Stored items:
/---

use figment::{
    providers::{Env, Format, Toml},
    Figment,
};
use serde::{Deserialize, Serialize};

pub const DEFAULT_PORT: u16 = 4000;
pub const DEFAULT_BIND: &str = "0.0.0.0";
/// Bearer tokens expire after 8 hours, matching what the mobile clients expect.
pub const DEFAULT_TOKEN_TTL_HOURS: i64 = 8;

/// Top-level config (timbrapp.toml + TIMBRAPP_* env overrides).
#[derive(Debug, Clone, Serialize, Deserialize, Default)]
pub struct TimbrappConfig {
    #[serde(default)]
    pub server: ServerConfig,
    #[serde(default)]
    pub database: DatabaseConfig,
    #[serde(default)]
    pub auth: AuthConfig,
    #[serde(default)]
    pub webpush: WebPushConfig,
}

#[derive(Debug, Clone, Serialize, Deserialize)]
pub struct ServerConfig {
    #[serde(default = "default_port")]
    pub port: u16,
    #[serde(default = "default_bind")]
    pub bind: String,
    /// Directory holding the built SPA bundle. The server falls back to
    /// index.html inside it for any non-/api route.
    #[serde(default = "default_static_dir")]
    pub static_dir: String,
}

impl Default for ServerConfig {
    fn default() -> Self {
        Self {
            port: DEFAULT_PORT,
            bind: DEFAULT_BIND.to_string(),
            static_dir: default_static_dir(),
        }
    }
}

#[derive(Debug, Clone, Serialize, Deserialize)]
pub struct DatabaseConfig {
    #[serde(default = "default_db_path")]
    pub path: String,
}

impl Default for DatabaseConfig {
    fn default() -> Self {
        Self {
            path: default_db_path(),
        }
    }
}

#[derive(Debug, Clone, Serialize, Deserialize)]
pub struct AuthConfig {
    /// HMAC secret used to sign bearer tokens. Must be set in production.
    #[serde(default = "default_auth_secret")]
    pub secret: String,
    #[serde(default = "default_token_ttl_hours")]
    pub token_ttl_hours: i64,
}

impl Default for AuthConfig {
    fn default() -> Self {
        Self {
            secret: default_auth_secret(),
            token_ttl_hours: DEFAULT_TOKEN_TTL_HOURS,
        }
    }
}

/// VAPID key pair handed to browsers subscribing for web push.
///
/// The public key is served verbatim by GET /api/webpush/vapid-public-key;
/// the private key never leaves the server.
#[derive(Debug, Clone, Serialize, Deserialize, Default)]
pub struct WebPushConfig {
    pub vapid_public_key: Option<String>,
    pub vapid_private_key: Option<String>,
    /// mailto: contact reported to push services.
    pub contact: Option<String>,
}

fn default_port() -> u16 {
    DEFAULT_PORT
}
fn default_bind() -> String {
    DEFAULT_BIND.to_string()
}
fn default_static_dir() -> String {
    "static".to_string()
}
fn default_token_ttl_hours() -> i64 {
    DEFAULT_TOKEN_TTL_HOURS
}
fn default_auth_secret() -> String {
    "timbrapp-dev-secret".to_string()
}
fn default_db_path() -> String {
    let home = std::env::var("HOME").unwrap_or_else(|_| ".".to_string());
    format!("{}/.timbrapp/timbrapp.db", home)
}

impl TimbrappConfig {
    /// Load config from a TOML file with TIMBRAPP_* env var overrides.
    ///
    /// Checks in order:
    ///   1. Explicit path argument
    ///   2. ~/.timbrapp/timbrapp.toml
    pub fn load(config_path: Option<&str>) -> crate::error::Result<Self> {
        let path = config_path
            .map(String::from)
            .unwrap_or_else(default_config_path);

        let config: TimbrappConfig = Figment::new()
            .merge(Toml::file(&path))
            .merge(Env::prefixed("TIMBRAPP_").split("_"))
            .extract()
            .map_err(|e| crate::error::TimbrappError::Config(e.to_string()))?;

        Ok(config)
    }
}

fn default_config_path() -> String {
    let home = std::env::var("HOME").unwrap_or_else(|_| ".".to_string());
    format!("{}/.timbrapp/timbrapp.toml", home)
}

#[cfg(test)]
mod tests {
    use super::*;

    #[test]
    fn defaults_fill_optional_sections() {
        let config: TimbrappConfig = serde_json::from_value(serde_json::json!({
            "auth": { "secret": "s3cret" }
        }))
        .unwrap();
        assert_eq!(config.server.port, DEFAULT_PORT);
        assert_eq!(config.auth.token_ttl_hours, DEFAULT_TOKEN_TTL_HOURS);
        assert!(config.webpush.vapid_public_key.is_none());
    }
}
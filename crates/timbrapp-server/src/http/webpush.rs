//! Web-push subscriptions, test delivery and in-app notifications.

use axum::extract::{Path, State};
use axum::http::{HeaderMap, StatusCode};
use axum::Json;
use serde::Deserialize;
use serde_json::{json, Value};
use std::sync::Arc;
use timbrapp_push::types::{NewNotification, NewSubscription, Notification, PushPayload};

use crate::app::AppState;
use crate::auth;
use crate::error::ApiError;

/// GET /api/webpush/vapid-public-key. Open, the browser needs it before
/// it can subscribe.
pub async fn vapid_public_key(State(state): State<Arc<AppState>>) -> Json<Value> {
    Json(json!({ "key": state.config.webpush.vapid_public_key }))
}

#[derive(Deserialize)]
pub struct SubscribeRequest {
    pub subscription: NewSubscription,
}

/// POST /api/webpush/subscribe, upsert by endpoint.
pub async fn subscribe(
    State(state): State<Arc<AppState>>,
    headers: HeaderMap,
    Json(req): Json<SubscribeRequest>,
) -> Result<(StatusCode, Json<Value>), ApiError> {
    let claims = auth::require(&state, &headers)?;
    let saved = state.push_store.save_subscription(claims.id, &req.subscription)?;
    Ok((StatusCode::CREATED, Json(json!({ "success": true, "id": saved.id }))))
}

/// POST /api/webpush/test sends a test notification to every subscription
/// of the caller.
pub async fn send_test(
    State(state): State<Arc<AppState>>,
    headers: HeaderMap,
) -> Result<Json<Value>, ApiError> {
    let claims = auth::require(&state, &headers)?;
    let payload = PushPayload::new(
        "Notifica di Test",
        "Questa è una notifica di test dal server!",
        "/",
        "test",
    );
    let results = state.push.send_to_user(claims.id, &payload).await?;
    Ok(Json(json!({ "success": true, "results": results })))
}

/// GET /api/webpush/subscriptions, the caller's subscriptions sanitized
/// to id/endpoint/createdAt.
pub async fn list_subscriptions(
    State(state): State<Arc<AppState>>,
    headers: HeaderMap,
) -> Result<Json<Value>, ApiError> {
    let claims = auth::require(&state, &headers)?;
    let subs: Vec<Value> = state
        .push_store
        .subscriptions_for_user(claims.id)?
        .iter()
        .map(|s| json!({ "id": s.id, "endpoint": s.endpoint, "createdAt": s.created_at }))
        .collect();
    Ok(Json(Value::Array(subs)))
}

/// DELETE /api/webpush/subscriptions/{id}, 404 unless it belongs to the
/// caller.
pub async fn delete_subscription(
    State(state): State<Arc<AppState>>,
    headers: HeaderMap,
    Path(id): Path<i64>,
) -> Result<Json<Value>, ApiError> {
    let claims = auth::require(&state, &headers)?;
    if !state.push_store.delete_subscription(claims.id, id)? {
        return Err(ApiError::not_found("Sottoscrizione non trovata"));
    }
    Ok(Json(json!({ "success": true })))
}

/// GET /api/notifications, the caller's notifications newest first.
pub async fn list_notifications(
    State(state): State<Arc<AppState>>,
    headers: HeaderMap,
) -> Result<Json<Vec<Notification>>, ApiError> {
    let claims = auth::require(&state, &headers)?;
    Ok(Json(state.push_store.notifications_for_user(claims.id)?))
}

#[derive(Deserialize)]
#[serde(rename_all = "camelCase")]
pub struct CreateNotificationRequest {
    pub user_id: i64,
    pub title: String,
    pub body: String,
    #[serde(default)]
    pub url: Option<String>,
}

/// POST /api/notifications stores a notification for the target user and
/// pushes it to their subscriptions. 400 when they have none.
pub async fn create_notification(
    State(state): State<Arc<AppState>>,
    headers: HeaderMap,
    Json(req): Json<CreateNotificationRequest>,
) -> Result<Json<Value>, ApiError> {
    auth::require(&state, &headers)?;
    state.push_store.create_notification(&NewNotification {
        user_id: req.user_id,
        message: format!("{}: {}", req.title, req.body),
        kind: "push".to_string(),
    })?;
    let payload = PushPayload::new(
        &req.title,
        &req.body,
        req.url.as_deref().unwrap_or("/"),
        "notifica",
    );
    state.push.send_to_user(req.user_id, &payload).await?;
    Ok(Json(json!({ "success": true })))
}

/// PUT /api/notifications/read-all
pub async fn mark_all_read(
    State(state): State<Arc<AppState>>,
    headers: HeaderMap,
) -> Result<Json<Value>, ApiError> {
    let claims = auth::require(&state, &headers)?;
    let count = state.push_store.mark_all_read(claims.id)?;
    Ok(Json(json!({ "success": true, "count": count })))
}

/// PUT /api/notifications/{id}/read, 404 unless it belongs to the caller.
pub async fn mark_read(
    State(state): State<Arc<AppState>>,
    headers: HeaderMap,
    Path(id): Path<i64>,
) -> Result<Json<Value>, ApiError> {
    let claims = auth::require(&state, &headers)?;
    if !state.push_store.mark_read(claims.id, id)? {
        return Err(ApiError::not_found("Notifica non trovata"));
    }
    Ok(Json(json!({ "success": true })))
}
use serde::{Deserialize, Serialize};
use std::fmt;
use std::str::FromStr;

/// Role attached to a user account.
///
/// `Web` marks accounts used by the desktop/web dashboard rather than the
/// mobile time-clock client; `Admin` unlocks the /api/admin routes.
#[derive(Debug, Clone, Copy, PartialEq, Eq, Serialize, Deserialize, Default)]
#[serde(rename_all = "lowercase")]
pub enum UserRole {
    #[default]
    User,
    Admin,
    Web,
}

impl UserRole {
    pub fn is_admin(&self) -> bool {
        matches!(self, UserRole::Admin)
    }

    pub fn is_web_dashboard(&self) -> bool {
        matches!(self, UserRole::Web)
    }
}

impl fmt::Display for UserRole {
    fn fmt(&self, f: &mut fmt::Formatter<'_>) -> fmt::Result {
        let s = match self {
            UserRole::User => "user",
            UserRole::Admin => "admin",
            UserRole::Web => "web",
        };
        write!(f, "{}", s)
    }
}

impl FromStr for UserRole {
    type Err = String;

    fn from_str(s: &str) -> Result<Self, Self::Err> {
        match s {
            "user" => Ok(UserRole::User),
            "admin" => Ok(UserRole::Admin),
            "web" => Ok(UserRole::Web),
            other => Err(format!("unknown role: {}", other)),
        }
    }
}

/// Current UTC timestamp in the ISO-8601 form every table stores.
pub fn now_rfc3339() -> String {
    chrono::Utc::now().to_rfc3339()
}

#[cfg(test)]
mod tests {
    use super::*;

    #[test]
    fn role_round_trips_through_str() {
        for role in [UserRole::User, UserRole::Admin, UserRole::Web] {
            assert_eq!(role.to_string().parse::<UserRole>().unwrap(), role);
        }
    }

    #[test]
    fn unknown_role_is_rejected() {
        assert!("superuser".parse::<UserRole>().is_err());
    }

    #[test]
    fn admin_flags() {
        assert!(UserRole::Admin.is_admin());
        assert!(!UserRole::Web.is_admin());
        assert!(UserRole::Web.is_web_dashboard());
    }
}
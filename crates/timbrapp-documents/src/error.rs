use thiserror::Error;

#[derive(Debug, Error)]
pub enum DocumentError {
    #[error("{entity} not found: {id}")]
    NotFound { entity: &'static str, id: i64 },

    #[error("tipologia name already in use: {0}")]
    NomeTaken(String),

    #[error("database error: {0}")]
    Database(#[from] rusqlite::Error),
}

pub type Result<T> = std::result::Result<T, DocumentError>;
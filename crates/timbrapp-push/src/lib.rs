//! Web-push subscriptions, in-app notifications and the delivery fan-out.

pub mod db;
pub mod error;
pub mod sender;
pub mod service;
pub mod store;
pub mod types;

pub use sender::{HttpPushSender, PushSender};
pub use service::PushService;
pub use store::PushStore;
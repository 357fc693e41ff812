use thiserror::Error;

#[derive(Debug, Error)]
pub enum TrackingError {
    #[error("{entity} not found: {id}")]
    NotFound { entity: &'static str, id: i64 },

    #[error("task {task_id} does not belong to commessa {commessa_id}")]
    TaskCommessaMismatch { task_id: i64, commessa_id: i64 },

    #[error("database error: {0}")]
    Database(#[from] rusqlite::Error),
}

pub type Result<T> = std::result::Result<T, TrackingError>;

\---

→ **EXERCISE INSTRUCTIONS**: Each line from the top of the data, up to and including the line that contains "pub struct TimbrappConfig", should be set down exactly.

→ **OUTPUT BELOW**:
use figment::{
    providers::{Env, Format, Toml},
    Figment,
};
use serde::{Deserialize, Serialize};

pub const DEFAULT_PORT: u16 = 4000;
pub const DEFAULT_BIND: &str = "0.0.0.0";
/// Bearer tokens expire after 8 hours, matching what the mobile clients expect.
pub const DEFAULT_TOKEN_TTL_HOURS: i64 = 8;

/// Top-level config (timbrapp.toml + TIMBRAPP_* env overrides).
#[derive(Debug, Clone, Serialize, Deserialize, Default)]
pub struct TimbrappConfig {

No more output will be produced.